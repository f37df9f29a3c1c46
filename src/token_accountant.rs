//! Token Accountant (§4.E): a thread-safe sidecar that estimates prompt/
//! response token usage purely from text length — no external tokenizer
//! or extra API call — and aggregates savings from the compact prompt
//! variant. Grounded on `token_tracker.py::TokenTracker` in
//! `original_source/`, which this module follows field-for-field
//! (`TOKEN_COSTS`, `TOON_REDUCTION_FACTOR` -> `COMPACT_REDUCTION_RATIO`,
//! the `% 10` persistence cadence, the 1000-record ring buffer).

use std::collections::{HashMap, VecDeque};
use std::path::PathBuf;
use std::sync::Mutex;

use chrono::{DateTime, Timelike, Utc};
use serde::{Deserialize, Serialize};

const RING_CAPACITY: usize = 1000;
const COMPACT_REDUCTION_RATIO: f64 = 0.571;
const PERSIST_EVERY: usize = 10;

#[derive(Debug, Clone, Copy, PartialEq, Eq, Hash, Serialize, Deserialize)]
#[serde(rename_all = "snake_case")]
pub enum CallType {
    StoryExtraction,
    TestCaseExtraction,
}

impl CallType {
    fn as_str(&self) -> &'static str {
        match self {
            CallType::StoryExtraction => "story_extraction",
            CallType::TestCaseExtraction => "test_case_extraction",
        }
    }
}

#[derive(Debug, Clone, Serialize, Deserialize)]
pub struct TokenRecord {
    pub timestamp: DateTime<Utc>,
    pub call_type: CallType,
    pub prompt_tokens: u64,
    pub completion_tokens: u64,
    pub total_tokens: u64,
    pub compact_prompt_used: bool,
    pub estimated_standard_tokens: u64,
    pub tokens_saved: u64,
    pub reduction_percentage: f64,
    pub model: String,
    pub provider: String,
    pub success: bool,
    pub error_message: Option<String>,
    pub attribution_id: Option<String>,
    pub attribution_title: Option<String>,
}

#[derive(Debug, Clone, Default, Serialize, Deserialize)]
pub struct TokenStats {
    pub total_calls: u64,
    pub successful_calls: u64,
    pub failed_calls: u64,
    pub total_prompt_tokens: u64,
    pub total_completion_tokens: u64,
    pub total_tokens: u64,
    pub total_tokens_saved: u64,
    pub calls_with_compact_prompt: u64,
    pub calls_without_compact_prompt: u64,
    pub estimated_cost_usd: f64,
    pub estimated_savings_usd: f64,
}

#[derive(Debug, Clone, Serialize, Deserialize)]
pub struct CallTypeAverage {
    pub call_type: String,
    pub calls: u64,
    pub average_total_tokens: f64,
}

#[derive(Debug, Clone, Serialize, Deserialize)]
pub struct HourlyBucket {
    pub hour: DateTime<Utc>,
    pub calls: u64,
    pub total_tokens: u64,
}

#[derive(Debug, Clone, Serialize, Deserialize)]
pub struct Dashboard {
    pub stats: TokenStats,
    pub per_call_type: Vec<CallTypeAverage>,
    pub last_24h_hourly: Vec<HourlyBucket>,
    pub estimated_savings_usd: f64,
}

fn cost_per_1k(model: &str) -> (f64, f64) {
    match model {
        "gpt-4" => (0.03, 0.06),
        "gpt-4-turbo" => (0.01, 0.03),
        "gpt-4o" => (0.005, 0.015),
        "gpt-4o-mini" => (0.00015, 0.0006),
        "gpt-3.5-turbo" => (0.0005, 0.0015),
        _ => (0.03, 0.06), // unknown models fall back to gpt-4 pricing
    }
}

/// `est(text) = max(1, len(text) / d)`, `d = 3` for JSON-like content
/// (contains `{` or `[`), `d = 4` otherwise.
pub fn estimate_tokens(text: &str) -> u64 {
    if text.is_empty() {
        return 0;
    }
    let divisor = if text.contains('{') || text.contains('[') {
        3
    } else {
        4
    };
    (text.len() as u64 / divisor).max(1)
}

struct Inner {
    records: VecDeque<TokenRecord>,
    stats: TokenStats,
    per_call_type_totals: HashMap<CallType, (u64, u64)>, // (calls, total_tokens)
}

/// Thread-safe singleton wiring point: one owned `TokenAccountant`
/// behind a mutex, shared by `Arc` into workers at construction — per
/// the teacher's design-note pattern for the thread-safe singleton
/// (§9), avoiding process-global mutable state.
pub struct TokenAccountant {
    inner: Mutex<Inner>,
    persist_path: Option<PathBuf>,
}

impl TokenAccountant {
    pub fn new(persist_path: Option<PathBuf>) -> Self {
        let loaded = persist_path.as_ref().and_then(|p| Self::load_from_disk(p));
        let (records, stats) = loaded.unwrap_or_default();

        let mut per_call_type_totals = HashMap::new();
        for r in &records {
            let entry = per_call_type_totals.entry(r.call_type).or_insert((0, 0));
            entry.0 += 1;
            entry.1 += r.total_tokens;
        }

        TokenAccountant {
            inner: Mutex::new(Inner {
                records,
                stats,
                per_call_type_totals,
            }),
            persist_path,
        }
    }

    fn load_from_disk(path: &PathBuf) -> Option<(VecDeque<TokenRecord>, TokenStats)> {
        let content = std::fs::read_to_string(path).ok()?;
        let file: PersistedFile = serde_json::from_str(&content).ok()?;
        Some((file.records.into(), file.stats))
    }

    #[allow(clippy::too_many_arguments)]
    pub fn record(
        &self,
        call_type: CallType,
        prompt_text: &str,
        response_text: &str,
        compact_prompt_used: bool,
        model: &str,
        provider: &str,
        success: bool,
        error_message: Option<String>,
        attribution_id: Option<String>,
        attribution_title: Option<String>,
        now: DateTime<Utc>,
    ) -> TokenRecord {
        let prompt_tokens = estimate_tokens(prompt_text);
        let completion_tokens = estimate_tokens(response_text);
        let total_tokens = prompt_tokens + completion_tokens;

        let (estimated_standard_tokens, tokens_saved, reduction_percentage) = if compact_prompt_used
        {
            let estimated_standard = (prompt_tokens as f64 / (1.0 - COMPACT_REDUCTION_RATIO)) as u64;
            let saved = estimated_standard.saturating_sub(prompt_tokens);
            (estimated_standard, saved, COMPACT_REDUCTION_RATIO * 100.0)
        } else {
            (prompt_tokens, 0, 0.0)
        };

        let (input_cost, output_cost) = cost_per_1k(model);
        let call_cost =
            (prompt_tokens as f64 / 1000.0) * input_cost + (completion_tokens as f64 / 1000.0) * output_cost;

        let record = TokenRecord {
            timestamp: now,
            call_type,
            prompt_tokens,
            completion_tokens,
            total_tokens,
            compact_prompt_used,
            estimated_standard_tokens,
            tokens_saved,
            reduction_percentage,
            model: model.to_string(),
            provider: provider.to_string(),
            success,
            error_message,
            attribution_id,
            attribution_title,
        };

        let mut inner = self.inner.lock().expect("token accountant mutex poisoned");

        if inner.records.len() == RING_CAPACITY {
            inner.records.pop_front();
        }
        inner.records.push_back(record.clone());

        inner.stats.total_calls += 1;
        if success {
            inner.stats.successful_calls += 1;
        } else {
            inner.stats.failed_calls += 1;
        }
        inner.stats.total_prompt_tokens += prompt_tokens;
        inner.stats.total_completion_tokens += completion_tokens;
        inner.stats.total_tokens += total_tokens;
        inner.stats.total_tokens_saved += tokens_saved;
        if compact_prompt_used {
            inner.stats.calls_with_compact_prompt += 1;
        } else {
            inner.stats.calls_without_compact_prompt += 1;
        }
        inner.stats.estimated_cost_usd += call_cost;
        let savings_tokens_cost = (tokens_saved as f64 / 1000.0) * input_cost;
        inner.stats.estimated_savings_usd += savings_tokens_cost;

        let entry = inner.per_call_type_totals.entry(call_type).or_insert((0, 0));
        entry.0 += 1;
        entry.1 += total_tokens;

        let should_persist = inner.stats.total_calls as usize % PERSIST_EVERY == 0;
        if should_persist {
            self.persist_locked(&inner);
        }

        record
    }

    pub fn stats(&self) -> TokenStats {
        self.inner.lock().expect("token accountant mutex poisoned").stats.clone()
    }

    pub fn dashboard(&self) -> Dashboard {
        let inner = self.inner.lock().expect("token accountant mutex poisoned");

        let per_call_type = inner
            .per_call_type_totals
            .iter()
            .map(|(call_type, (calls, total_tokens))| CallTypeAverage {
                call_type: call_type.as_str().to_string(),
                calls: *calls,
                average_total_tokens: if *calls > 0 {
                    *total_tokens as f64 / *calls as f64
                } else {
                    0.0
                },
            })
            .collect();

        let mut hourly: HashMap<DateTime<Utc>, (u64, u64)> = HashMap::new();
        for record in &inner.records {
            let truncated = record
                .timestamp
                .with_minute(0)
                .and_then(|t| t.with_second(0))
                .and_then(|t| t.with_nanosecond(0))
                .unwrap_or(record.timestamp);
            let entry = hourly.entry(truncated).or_insert((0, 0));
            entry.0 += 1;
            entry.1 += record.total_tokens;
        }
        let mut last_24h_hourly: Vec<HourlyBucket> = hourly
            .into_iter()
            .map(|(hour, (calls, total_tokens))| HourlyBucket {
                hour,
                calls,
                total_tokens,
            })
            .collect();
        last_24h_hourly.sort_by_key(|b| b.hour);

        Dashboard {
            stats: inner.stats.clone(),
            per_call_type,
            last_24h_hourly,
            estimated_savings_usd: inner.stats.estimated_savings_usd,
        }
    }

    /// Force a persist regardless of the `% 10` cadence (e.g. on graceful
    /// shutdown, per §5's cancellation sequence, or `POST tokens/clear`).
    pub fn flush(&self) {
        let inner = self.inner.lock().expect("token accountant mutex poisoned");
        self.persist_locked(&inner);
    }

    pub fn clear(&self) {
        let mut inner = self.inner.lock().expect("token accountant mutex poisoned");
        inner.records.clear();
        inner.stats = TokenStats::default();
        inner.per_call_type_totals.clear();
        self.persist_locked(&inner);
    }

    fn persist_locked(&self, inner: &Inner) {
        let Some(path) = &self.persist_path else {
            return;
        };
        let file = PersistedFile {
            records: inner.records.iter().cloned().collect(),
            stats: inner.stats.clone(),
            last_updated: Utc::now(),
        };
        if let Ok(json) = serde_json::to_string_pretty(&file) {
            if let Some(parent) = path.parent() {
                let _ = std::fs::create_dir_all(parent);
            }
            let _ = std::fs::write(path, json);
        }
    }
}

impl Default for Inner {
    fn default() -> Self {
        Inner {
            records: VecDeque::new(),
            stats: TokenStats::default(),
            per_call_type_totals: HashMap::new(),
        }
    }
}

#[derive(Debug, Serialize, Deserialize)]
struct PersistedFile {
    records: Vec<TokenRecord>,
    stats: TokenStats,
    last_updated: DateTime<Utc>,
}

#[cfg(test)]
mod tests {
    use super::*;

    #[test]
    fn estimate_uses_json_divisor_for_braces() {
        let json_text = "x".repeat(90);
        let json_text = format!("{{{json_text}}}");
        assert_eq!(estimate_tokens(&json_text), (json_text.len() as u64) / 3);
    }

    #[test]
    fn estimate_uses_plain_divisor_otherwise() {
        let text = "a".repeat(100);
        assert_eq!(estimate_tokens(&text), 25);
    }

    #[test]
    fn estimate_floors_at_one_for_nonempty() {
        assert_eq!(estimate_tokens("a"), 1);
        assert_eq!(estimate_tokens(""), 0);
    }

    #[test]
    fn s7_non_compact_call_matches_scenario() {
        let accountant = TokenAccountant::new(None);
        let prompt = "x".repeat(400);
        let response = "y".repeat(120);
        let record = accountant.record(
            CallType::StoryExtraction,
            &prompt,
            &response,
            false,
            "gpt-4o-mini",
            "OPENAI",
            true,
            None,
            None,
            None,
            Utc::now(),
        );
        assert_eq!(record.prompt_tokens, 100);
        assert_eq!(record.completion_tokens, 30);
        assert_eq!(record.total_tokens, 130);
        assert_eq!(record.tokens_saved, 0);

        let stats = accountant.stats();
        let expected_cost = 100.0 / 1000.0 * 0.00015 + 30.0 / 1000.0 * 0.0006;
        assert!((stats.estimated_cost_usd - expected_cost).abs() < 1e-9);
    }

    #[test]
    fn compact_prompt_estimates_savings() {
        let accountant = TokenAccountant::new(None);
        let prompt = "x".repeat(400);
        let record = accountant.record(
            CallType::StoryExtraction,
            &prompt,
            "short",
            true,
            "gpt-4o",
            "OPENAI",
            true,
            None,
            None,
            None,
            Utc::now(),
        );
        assert!(record.tokens_saved > 0);
        assert!((record.reduction_percentage - 57.1).abs() < 1e-6);
    }

    #[test]
    fn invariant_total_calls_and_tokens_match_records() {
        let accountant = TokenAccountant::new(None);
        for i in 0..25u32 {
            accountant.record(
                if i % 2 == 0 {
                    CallType::StoryExtraction
                } else {
                    CallType::TestCaseExtraction
                },
                "some prompt text here",
                "some response text here",
                i % 3 == 0,
                "gpt-4o-mini",
                "OPENAI",
                true,
                None,
                None,
                None,
                Utc::now(),
            );
        }
        let stats = accountant.stats();
        assert_eq!(stats.total_calls, 25);

        let sum: u64 = {
            let inner = accountant.inner.lock().unwrap();
            inner.records.iter().map(|r| r.prompt_tokens + r.completion_tokens).sum()
        };
        assert_eq!(stats.total_tokens, sum);
    }

    #[test]
    fn ring_buffer_caps_at_1000() {
        let accountant = TokenAccountant::new(None);
        for _ in 0..1100 {
            accountant.record(
                CallType::StoryExtraction,
                "p",
                "r",
                false,
                "gpt-4o-mini",
                "OPENAI",
                true,
                None,
                None,
                None,
                Utc::now(),
            );
        }
        let inner = accountant.inner.lock().unwrap();
        assert_eq!(inner.records.len(), RING_CAPACITY);
        assert_eq!(inner.stats.total_calls, 1100);
    }

    #[test]
    fn clear_resets_stats_and_records() {
        let accountant = TokenAccountant::new(None);
        accountant.record(
            CallType::StoryExtraction,
            "p",
            "r",
            false,
            "gpt-4o-mini",
            "OPENAI",
            true,
            None,
            None,
            None,
            Utc::now(),
        );
        accountant.clear();
        assert_eq!(accountant.stats().total_calls, 0);
    }
}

==*==

:: TASK GOAL ::
Starting at the first line of the data above, retype each line exactly until you reach the line containing "const PERSIST_EVERY: usize = 10;", and include that line too.

:: SOLUTION TO THE EXERCISE ::
repository f37df9f29a3c1c46
filename src/token_accountant.rs
//! Token Accountant (§4.E): a thread-safe sidecar that estimates prompt/
//! response token usage purely from text length — no external tokenizer
//! or extra API call — and aggregates savings from the compact prompt
//! variant. Grounded on `token_tracker.py::TokenTracker` in
//! `original_source/`, which this module follows field-for-field
//! (`TOKEN_COSTS`, `TOON_REDUCTION_FACTOR` -> `COMPACT_REDUCTION_RATIO`,
//! the `% 10` persistence cadence, the 1000-record ring buffer).

use std::collections::{HashMap, VecDeque};
use std::path::PathBuf;
use std::sync::Mutex;

use chrono::{DateTime, Timelike, Utc};
use serde::{Deserialize, Serialize};

const RING_CAPACITY: usize = 1000;
const COMPACT_REDUCTION_RATIO: f64 = 0.571;
const PERSIST_EVERY: usize = 10;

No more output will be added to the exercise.